> [What this task involves]
Find the string "ConsentGiven" in the records and copy each line where it occurs.

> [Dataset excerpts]
***

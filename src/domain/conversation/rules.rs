//! Guarded transition rules.
//!
//! The table is keyed by from-state; each state owns an ordered list of
//! `(guard, to)` pairs and the first satisfied guard wins. Every state that
//! takes patient input lists its emergency rule first, so a message that
//! both trips the detector and satisfies a normal guard always exits.

use super::context::SessionContext;
use super::state::ConversationState;
use crate::domain::dialogue::CONSENT_KEY;

/// Predicate over the session context that gates a rule.
#[derive(Debug, Clone, Copy, PartialEq, Eq, Hash)]
pub enum Guard {
    /// Unconditional.
    Always,
    EmergencyDetected,
    ConsentGiven,
    ConsentDeclined,
}

impl Guard {
    /// Evaluates the guard against the current context.
    pub fn allows(&self, context: &SessionContext) -> bool {
        match self {
            Guard::Always => true,
            Guard::EmergencyDetected => context.emergency_detected(),
            Guard::ConsentGiven => {
                consent_answer(context) == Some(ConsentAnswer::Affirmative)
            }
            Guard::ConsentDeclined => consent_answer(context) == Some(ConsentAnswer::Declined),
        }
    }
}

fn consent_answer(context: &SessionContext) -> Option<ConsentAnswer> {
    context.answer(CONSENT_KEY).map(ConsentAnswer::interpret)
}

/// How a reply to the consent question reads.
#[derive(Debug, Clone, Copy, PartialEq, Eq)]
pub enum ConsentAnswer {
    Affirmative,
    Declined,
    Undecided,
}

const AFFIRMATIVE_WORDS: [&str; 8] =
    ["yes", "yeah", "yep", "sure", "ok", "okay", "absolutely", "certainly"];
const DECLINING_WORDS: [&str; 3] = ["no", "nope", "nah"];

impl ConsentAnswer {
    /// Reads the first word of a reply, case-insensitively.
    pub fn interpret(text: &str) -> Self {
        let lowered = text.trim().to_lowercase();
        let first_word = lowered
            .split(|c: char| !c.is_alphanumeric())
            .find(|w| !w.is_empty())
            .unwrap_or("");

        if AFFIRMATIVE_WORDS.contains(&first_word) {
            Self::Affirmative
        } else if DECLINING_WORDS.contains(&first_word) {
            Self::Declined
        } else {
            Self::Undecided
        }
    }
}

/// A single `(from, guard, to)` rule.
#[derive(Debug, Clone, Copy, PartialEq, Eq)]
pub struct TransitionRule {
    pub from: ConversationState,
    pub guard: Guard,
    pub to: ConversationState,
}

const fn rule(from: ConversationState, guard: Guard, to: ConversationState) -> TransitionRule {
    TransitionRule { from, guard, to }
}

use ConversationState as S;

const IDLE: [TransitionRule; 1] = [rule(S::Idle, Guard::Always, S::Greeting)];

const GREETING: [TransitionRule; 2] = [
    rule(S::Greeting, Guard::EmergencyDetected, S::EmergencyExit),
    rule(S::Greeting, Guard::Always, S::Consent),
];

const CONSENT: [TransitionRule; 3] = [
    rule(S::Consent, Guard::EmergencyDetected, S::EmergencyExit),
    rule(S::Consent, Guard::ConsentGiven, S::KnowledgeCheck),
    rule(S::Consent, Guard::ConsentDeclined, S::EmergencyExit),
];

const KNOWLEDGE_CHECK: [TransitionRule; 2] = [
    rule(S::KnowledgeCheck, Guard::EmergencyDetected, S::EmergencyExit),
    rule(S::KnowledgeCheck, Guard::Always, S::GeneralWellbeing),
];

const GENERAL_WELLBEING: [TransitionRule; 2] = [
    rule(S::GeneralWellbeing, Guard::EmergencyDetected, S::EmergencyExit),
    rule(S::GeneralWellbeing, Guard::Always, S::Medications),
];

const MEDICATIONS: [TransitionRule; 2] = [
    rule(S::Medications, Guard::EmergencyDetected, S::EmergencyExit),
    rule(S::Medications, Guard::Always, S::FollowupCare),
];

const FOLLOWUP_CARE: [TransitionRule; 2] = [
    rule(S::FollowupCare, Guard::EmergencyDetected, S::EmergencyExit),
    rule(S::FollowupCare, Guard::Always, S::Lifestyle),
];

const LIFESTYLE: [TransitionRule; 2] = [
    rule(S::Lifestyle, Guard::EmergencyDetected, S::EmergencyExit),
    rule(S::Lifestyle, Guard::Always, S::DailyActivities),
];

const DAILY_ACTIVITIES: [TransitionRule; 2] = [
    rule(S::DailyActivities, Guard::EmergencyDetected, S::EmergencyExit),
    rule(S::DailyActivities, Guard::Always, S::Resources),
];

const RESOURCES: [TransitionRule; 2] = [
    rule(S::Resources, Guard::EmergencyDetected, S::EmergencyExit),
    rule(S::Resources, Guard::Always, S::Wrapup),
];

const WRAPUP: [TransitionRule; 2] = [
    rule(S::Wrapup, Guard::EmergencyDetected, S::EmergencyExit),
    rule(S::Wrapup, Guard::Always, S::Completed),
];

const ERROR: [TransitionRule; 1] = [rule(S::Error, Guard::Always, S::Idle)];

/// The conversation's rule table.
#[derive(Debug, Clone, Copy)]
pub struct TransitionTable;

/// Shared instance; the table holds no data of its own.
pub static TRANSITION_TABLE: TransitionTable = TransitionTable;

impl TransitionTable {
    /// Ordered rules for a from-state.
    pub fn rules_from(&self, from: ConversationState) -> &'static [TransitionRule] {
        match from {
            S::Idle => &IDLE,
            S::Greeting => &GREETING,
            S::Consent => &CONSENT,
            S::KnowledgeCheck => &KNOWLEDGE_CHECK,
            S::GeneralWellbeing => &GENERAL_WELLBEING,
            S::Medications => &MEDICATIONS,
            S::FollowupCare => &FOLLOWUP_CARE,
            S::Lifestyle => &LIFESTYLE,
            S::DailyActivities => &DAILY_ACTIVITIES,
            S::Resources => &RESOURCES,
            S::Wrapup => &WRAPUP,
            S::EmergencyExit | S::Completed => &[],
            S::Error => &ERROR,
        }
    }

    /// First rule from `from` whose guard holds, if any.
    pub fn select(
        &self,
        from: ConversationState,
        context: &SessionContext,
    ) -> Option<&'static TransitionRule> {
        self.rules_from(from)
            .iter()
            .find(|rule| rule.guard.allows(context))
    }
}
//! In-Memory Summary Sink Adapter
//!
//! Keeps archived summaries in memory. Useful for testing and development.

use async_trait::async_trait;
use std::sync::Arc;
use tokio::sync::RwLock;

use crate::domain::conversation::SessionSummary;
use crate::domain::foundation::SessionId;
use crate::ports::{SinkError, SummarySink};

/// In-memory store of session summaries.
#[derive(Debug, Clone, Default)]
pub struct InMemorySummarySink {
    summaries: Arc<RwLock<Vec<SessionSummary>>>,
    failure: Option<String>,
}

impl InMemorySummarySink {
    pub fn new() -> Self {
        Self::default()
    }

    /// A sink that rejects every summary with `message`.
    pub fn failing(message: impl Into<String>) -> Self {
        Self {
            summaries: Arc::default(),
            failure: Some(message.into()),
        }
    }

    /// Stored summaries, oldest first.
    pub async fn summaries(&self) -> Vec<SessionSummary> {
        self.summaries.read().await.clone()
    }

    pub async fn count(&self) -> usize {
        self.summaries.read().await.len()
    }

    pub async fn find(&self, session_id: SessionId) -> Option<SessionSummary> {
        self.summaries
            .read()
            .await
            .iter()
            .find(|s| s.session_id == session_id)
            .cloned()
    }

    pub async fn clear(&self) {
        self.summaries.write().await.clear();
    }
}

#[async_trait]
impl SummarySink for InMemorySummarySink {
    async fn store(&self, summary: &SessionSummary) -> Result<(), SinkError> {
        if let Some(message) = &self.failure {
            return Err(SinkError::Unavailable(message.clone()));
        }
        self.summaries.write().await.push(summary.clone());
        Ok(())
    }
}
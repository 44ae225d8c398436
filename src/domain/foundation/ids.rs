//! Strongly-typed identifier value objects.

use serde::{Deserialize, Serialize};
use std::fmt;
use std::str::FromStr;
use uuid::Uuid;

/// Unique identifier for one patient follow-up session.
#[derive(Debug, Clone, Copy, PartialEq, Eq, Hash, Serialize, Deserialize)]
#[serde(transparent)]
pub struct SessionId(Uuid);

impl SessionId {
    /// Creates a new random SessionId.
    pub fn new() -> Self {
        Self(Uuid::new_v4())
    }

    /// Creates a SessionId from an existing UUID.
    pub fn from_uuid(uuid: Uuid) -> Self {
        Self(uuid)
    }
}

impl Default for SessionId {
    fn default() -> Self {
        Self::new()
    }
}

impl fmt::Display for SessionId {
    fn fmt(&self, f: &mut fmt::Formatter<'_>) -> fmt::Result {
        write!(f, "{}", self.0)
    }
}

impl FromStr for SessionId {
    type Err = uuid::Error;

    fn from_str(s: &str) -> Result<Self, Self::Err> {
        Ok(Self(Uuid::parse_str(s)?))
    }
}
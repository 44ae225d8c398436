//! Foundation module - Shared domain primitives.
//!
//! Contains value objects, identifiers, and error types
//! that form the vocabulary of the follow-up domain.

mod errors;
mod ids;
mod state_machine;
mod timestamp;

pub use errors::ValidationError;
pub use ids::SessionId;
pub use state_machine::StateMachine;
pub use timestamp::Timestamp;
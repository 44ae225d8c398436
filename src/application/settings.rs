//! Orchestrator settings.

use std::time::Duration;

use crate::config::AppConfig;
use crate::domain::prompts::templates::DEFAULT_BOT_NAME;

/// Knobs for one [`ConversationFlow`](super::ConversationFlow).
#[derive(Debug, Clone, PartialEq, Eq)]
pub struct FlowSettings {
    /// How long to wait for the text generator before using the scripted text.
    pub generator_timeout: Duration,
    /// Terms appended to the built-in emergency keyword list.
    pub extra_emergency_keywords: Vec<String>,
    /// Sessions running longer than this report `over_time_limit`.
    pub max_duration: Duration,
    /// How the navigator names itself to the text generator.
    pub bot_name: String,
}

impl Default for FlowSettings {
    fn default() -> Self {
        Self {
            generator_timeout: Duration::from_secs(10),
            extra_emergency_keywords: Vec::new(),
            max_duration: Duration::from_secs(30 * 60),
            bot_name: DEFAULT_BOT_NAME.to_string(),
        }
    }
}

impl From<&AppConfig> for FlowSettings {
    fn from(config: &AppConfig) -> Self {
        Self {
            generator_timeout: config.generator.timeout(),
            extra_emergency_keywords: config.conversation.emergency_keywords.clone(),
            max_duration: config.conversation.max_duration(),
            bot_name: config.bot.name.clone(),
        }
    }
}
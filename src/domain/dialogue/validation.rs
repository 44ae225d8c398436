//! Structural checks run once at load time.
//!
//! Findings are warnings: the engine stays usable with a non-empty report,
//! but hosts should surface it.

use serde::Serialize;
use std::fmt;

use super::definition::{DialogueDefinition, CONSENT_KEY};

/// Top-level blocks a complete script must carry.
pub const REQUIRED_SECTIONS: [&str; 4] = ["meta", "greeting", "flow", "wrapup"];

/// Placeholders the greeting renderer knows how to fill.
pub const GREETING_VARIABLES: [&str; 5] =
    ["timeofday", "honorific", "patient_name", "organization", "site"];

/// A non-fatal problem with a dialogue document.
#[derive(Debug, Clone, PartialEq, Eq, Serialize)]
#[serde(tag = "kind", content = "detail", rename_all = "snake_case")]
pub enum StructuralWarning {
    MissingSection(String),
    MissingConsentQuestion,
    EmptySection(String),
    UnsupportedGreetingVariable(String),
    UnrecognizedFlowEntry(usize),
}

impl fmt::Display for StructuralWarning {
    fn fmt(&self, f: &mut fmt::Formatter<'_>) -> fmt::Result {
        match self {
            Self::MissingSection(name) => write!(f, "Missing required section: {}", name),
            Self::MissingConsentQuestion => write!(f, "Missing consent question"),
            Self::EmptySection(name) => write!(f, "Section '{}' has no questions", name),
            Self::UnsupportedGreetingVariable(name) => {
                write!(f, "Greeting variable '{}' is not supported", name)
            }
            Self::UnrecognizedFlowEntry(index) => write!(
                f,
                "Flow entry {} is neither a section marker nor a question",
                index
            ),
        }
    }
}

/// Which top-level blocks were present in the raw document.
#[derive(Debug, Clone, Copy, Default)]
pub(super) struct TopLevelPresence {
    pub meta: bool,
    pub greeting: bool,
    pub flow: bool,
    pub wrapup: bool,
}

impl TopLevelPresence {
    fn has(&self, section: &str) -> bool {
        match section {
            "meta" => self.meta,
            "greeting" => self.greeting,
            "flow" => self.flow,
            "wrapup" => self.wrapup,
            _ => true,
        }
    }
}

/// Builds the structural report for a freshly parsed definition.
pub(super) fn structural_report(
    presence: TopLevelPresence,
    definition: &DialogueDefinition,
    unrecognized_entries: &[usize],
) -> Vec<StructuralWarning> {
    let mut warnings: Vec<StructuralWarning> = REQUIRED_SECTIONS
        .iter()
        .filter(|section| !presence.has(section))
        .map(|section| StructuralWarning::MissingSection(section.to_string()))
        .collect();

    if definition.question(CONSENT_KEY).is_none() {
        warnings.push(StructuralWarning::MissingConsentQuestion);
    }

    for section in definition.sections() {
        if definition.questions_in_section(section).is_empty() {
            warnings.push(StructuralWarning::EmptySection(section.clone()));
        }
    }

    for variable in &definition.greeting().variables {
        if !GREETING_VARIABLES.contains(&variable.as_str()) {
            warnings.push(StructuralWarning::UnsupportedGreetingVariable(variable.clone()));
        }
    }

    warnings.extend(
        unrecognized_entries
            .iter()
            .map(|index| StructuralWarning::UnrecognizedFlowEntry(*index)),
    );

    warnings
}
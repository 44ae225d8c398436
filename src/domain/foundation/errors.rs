//! Error types shared across the domain layer.

use thiserror::Error;

/// A state change that no transition rule permits.
#[derive(Debug, Clone, PartialEq, Eq, Error)]
pub enum ValidationError {
    #[error("Cannot transition from {from} to {to}")]
    InvalidTransition { from: String, to: String },
}

impl ValidationError {
    pub fn invalid_transition(from: impl std::fmt::Debug, to: impl std::fmt::Debug) -> Self {
        ValidationError::InvalidTransition {
            from: format!("{:?}", from),
            to: format!("{:?}", to),
        }
    }
}
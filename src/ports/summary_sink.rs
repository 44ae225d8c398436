//! Summary Sink Port - where finished sessions go.
//!
//! The engine never touches a database or the file system. Hosts plug in a
//! sink to persist exported session summaries.

use async_trait::async_trait;

use crate::domain::conversation::SessionSummary;

/// Port for persisting session summaries.
#[async_trait]
pub trait SummarySink: Send + Sync {
    /// Store one summary.
    async fn store(&self, summary: &SessionSummary) -> Result<(), SinkError>;
}

/// Errors from summary persistence.
#[derive(Debug, Clone, PartialEq, Eq, thiserror::Error)]
pub enum SinkError {
    #[error("no summary sink configured")]
    NotConfigured,

    #[error("summary storage unavailable: {0}")]
    Unavailable(String),

    #[error("summary rejected: {0}")]
    Rejected(String),

    #[error("summary could not be written: {0}")]
    Io(String),

    #[error("summary could not be encoded: {0}")]
    Encoding(String),
}

impl SinkError {
    pub fn io(message: impl Into<String>) -> Self {
        Self::Io(message.into())
    }
}
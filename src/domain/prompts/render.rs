//! Handlebars rendering for greeting and instruction templates.
//!
//! The engine runs in strict mode, so a template naming a variable the data
//! does not carry fails instead of rendering blank. Output is plain text and
//! is never HTML-escaped.

use handlebars::{no_escape, Handlebars, RenderErrorReason};
use once_cell::sync::Lazy;
use serde::Serialize;
use thiserror::Error;

/// Failures while filling a template.
#[derive(Debug, Clone, PartialEq, Eq, Error)]
pub enum PromptError {
    #[error("Template refers to unknown variable '{0}'")]
    UnknownTemplateVariable(String),

    #[error("Template could not be rendered: {0}")]
    MalformedTemplate(String),
}

static ENGINE: Lazy<Handlebars<'static>> = Lazy::new(|| {
    let mut engine = Handlebars::new();
    engine.set_strict_mode(true);
    engine.register_escape_fn(no_escape);
    engine
});

/// Renders a `{{name}}` template against `data`.
pub fn render_template<T: Serialize>(template: &str, data: &T) -> Result<String, PromptError> {
    ENGINE
        .render_template(template, data)
        .map_err(|err| match err.reason() {
            RenderErrorReason::MissingVariable(Some(name)) => {
                PromptError::UnknownTemplateVariable(name.clone())
            }
            _ => PromptError::MalformedTemplate(err.to_string()),
        })
}
#[cfg(test)]
mod tests {
    use super::*;
    use crate::domain::dialogue::DialogueLoader;

    const STANDARD_SCRIPT: &str = include_str!(concat!(
        env!("CARGO_MANIFEST_DIR"),
        "/dialogues/stroke_followup.yml"
    ));

    fn generator() -> PromptGenerator {
        let definition = DialogueLoader::load_str(STANDARD_SCRIPT).unwrap();
        PromptGenerator::new(Arc::new(definition), EmergencyDetector::standard())
    }

    fn generator_for(yaml: &str) -> PromptGenerator {
        let definition = DialogueLoader::load_str(yaml).unwrap();
        PromptGenerator::new(Arc::new(definition), EmergencyDetector::standard())
    }

    fn jane() -> SessionContext {
        SessionContext::start("Jane", "Ms.", "Org", "Site")
    }

    mod greeting {
        use super::*;

        #[test]
        fn fills_every_variable() {
            let text = generator().greeting(&jane()).unwrap();
            assert!(text.contains("Ms. Jane"));
            assert!(text.contains("Org"));
            assert!(text.contains("Site"));
            assert!(!text.contains('{'));
        }

        #[test]
        fn unsupported_variable_is_an_error() {
            let gen = generator_for(
                "meta: {organization: O}\n\
                 greeting: {template: 'Hi {nickname}'}\n\
                 flow:\n  - section: introduction\n  - key: consent\n    type: confirm\n    prompt: ok?\n\
                 wrapup: {message: bye}\n",
            );
            let err = gen.greeting(&jane()).unwrap_err();
            assert!(
                matches!(&err, PromptError::UnknownTemplateVariable(name) if name.contains("nickname")),
                "unexpected error: {:?}",
                err
            );
            assert!(gen.render(ConversationState::Greeting, &jane()).is_err());
        }
    }

    mod render {
        use super::*;

        #[test]
        fn question_states_render_their_prompt() {
            let gen = generator();
            let ctx = jane();
            let text = gen.render(ConversationState::GeneralWellbeing, &ctx).unwrap();
            assert_eq!(text, "How have you been feeling since you left the hospital?");

            let consent = gen.render(ConversationState::Consent, &ctx).unwrap();
            assert!(consent.contains("Is it okay to continue?"));
        }

        #[test]
        fn every_state_renders_something() {
            let gen = generator();
            let ctx = jane();
            for state in ConversationState::ALL {
                let text = gen.render(state, &ctx).unwrap();
                assert!(!text.is_empty(), "{state} rendered empty text");
            }
        }

        #[test]
        fn missing_question_falls_back() {
            let gen = generator_for(
                "meta: {organization: O}\n\
                 greeting: {template: Hello}\n\
                 flow:\n  - section: introduction\n  - key: consent\n    type: confirm\n    prompt: ok?\n\
                 wrapup: {message: bye}\n",
            );
            let text = gen.render(ConversationState::Medications, &jane()).unwrap();
            assert_eq!(text, FALLBACK_QUESTION);
        }

        #[test]
        fn earlier_medication_answer_adds_note() {
            let gen = generator();
            let mut ctx = jane();
            ctx.record_answer("general_feeling", "Tired, and I keep forgetting my pills");

            let text = gen.render(ConversationState::Medications, &ctx).unwrap();
            assert!(text.starts_with("Were you able to pick up"));
            assert!(text.ends_with(CONTEXT_NOTES[0].note));
        }

        #[test]
        fn own_answer_does_not_trigger_note() {
            let gen = generator();
            let mut ctx = jane();
            ctx.record_answer("meds_pickup", "I got my prescription");

            let text = gen.render(ConversationState::Medications, &ctx).unwrap();
            assert!(!text.contains(CONTEXT_NOTES[0].note));
        }

        #[test]
        fn emergency_exit_lists_warning_signs() {
            let gen = generator();
            let text = gen.render(ConversationState::EmergencyExit, &jane()).unwrap();

            let expected_head = "If you are experiencing a medical emergency, please hang up and call 911 immediately.\n\nStroke warning signs to watch for:\n- ";
            assert!(text.starts_with(expected_head));
            assert_eq!(text.lines().filter(|l| l.starts_with("- ")).count(), 5);
        }

        #[test]
        fn wrapup_is_personalized() {
            let text = generator().render(ConversationState::Wrapup, &jane()).unwrap();
            assert!(text.starts_with("Thank you, Jane for taking the time"));
        }

        #[test]
        fn wrapup_without_name_is_unchanged() {
            let gen = generator();
            let ctx = SessionContext::start("", "", "Org", "Site");
            let text = gen.render(ConversationState::Wrapup, &ctx).unwrap();
            assert_eq!(text, gen.definition().wrapup_message());
        }

        #[test]
        fn fixed_texts_for_terminal_states() {
            let gen = generator();
            let ctx = jane();
            assert_eq!(gen.render(ConversationState::Completed, &ctx).unwrap(), COMPLETED_MESSAGE);
            assert_eq!(gen.render(ConversationState::Error, &ctx).unwrap(), ERROR_MESSAGE);
        }
    }

    mod followup {
        use super::*;

        #[test]
        fn emergency_answer_gets_emergency_text() {
            let gen = generator();
            let question = gen.definition().question("general_feeling").unwrap().clone();
            assert_eq!(gen.followup(&question, "I have chest pain"), gen.emergency_message());
        }

        #[test]
        fn consent_accept_and_deny() {
            let gen = generator();
            let consent = gen.definition().consent_question().unwrap().clone();

            assert_eq!(gen.followup(&consent, "yes"), CONSENT_ACCEPTED_MESSAGE);
            let denied = gen.followup(&consent, "no thanks");
            assert!(denied.starts_with("I understand. We won't continue today."));
            assert_eq!(gen.followup(&consent, "maybe later"), REPROMPT_MESSAGE);
        }

        #[test]
        fn confirm_without_deny_text_uses_default() {
            let gen = generator();
            let question = Question {
                key: "callback".into(),
                kind: QuestionKind::Confirm,
                prompt: "Would you like a callback?".into(),
                on_deny: None,
                section: Some("resources".into()),
            };
            assert_eq!(gen.followup(&question, "nope"), DEFAULT_DENY_MESSAGE);
        }

        #[test]
        fn free_text_gets_tone_phrase() {
            let gen = generator();
            let question = gen.definition().question("general_feeling").unwrap().clone();
            assert_eq!(
                gen.followup(&question, "Much better, thanks"),
                ResponseTone::Positive.acknowledgement()
            );
        }
    }

    mod instructions {
        use super::*;

        #[test]
        fn system_instructions_embed_keywords_and_organization() {
            let gen = generator();
            let text = gen.system_instructions().unwrap();
            assert!(text.contains("PennState Health"));
            assert!(text.contains("- chest pain"));
            assert!(text.contains("- 911"));
        }

        #[test]
        fn system_instructions_name_the_bot() {
            assert!(generator()
                .system_instructions()
                .unwrap()
                .starts_with("You are AI Stroke Navigator,"));

            let named = generator().with_bot_name(" Valley Navigator ");
            assert!(named
                .system_instructions()
                .unwrap()
                .starts_with("You are Valley Navigator,"));

            let blank = generator().with_bot_name("  ");
            assert!(blank.system_instructions().unwrap().contains(DEFAULT_BOT_NAME));
        }

        #[test]
        fn system_instructions_include_added_keywords() {
            let definition = DialogueLoader::load_str(STANDARD_SCRIPT).unwrap();
            let detector = EmergencyDetector::standard().with_keywords(["fainted"]);
            let gen = PromptGenerator::new(Arc::new(definition), detector);
            assert!(gen.system_instructions().unwrap().contains("- fainted"));
        }

        #[test]
        fn summary_prompt_lists_answers_in_order() {
            let gen = generator();
            let mut ctx = jane();
            ctx.record_answer("consent", "yes");
            ctx.record_answer("know_ischemic", "a clot");

            let text = gen.summary_prompt(&ctx, "2026-10-19").unwrap();
            assert!(text.contains("Patient: Jane"));
            assert!(text.contains("Date: 2026-10-19"));
            assert!(text.contains("Questions answered: 2"));
            let consent = text.find("- consent: yes").unwrap();
            let knowledge = text.find("- know_ischemic: a clot").unwrap();
            assert!(consent < knowledge);
        }

        #[test]
        fn summary_prompt_without_answers() {
            let text = generator().summary_prompt(&jane(), "2026-10-19").unwrap();
            assert!(text.contains("(no answers recorded)"));
        }
    }
}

***

> [Result for this task]
    ConsentGiven,
            Guard::ConsentGiven => {
    rule(S::Consent, Guard::ConsentGiven, S::KnowledgeCheck),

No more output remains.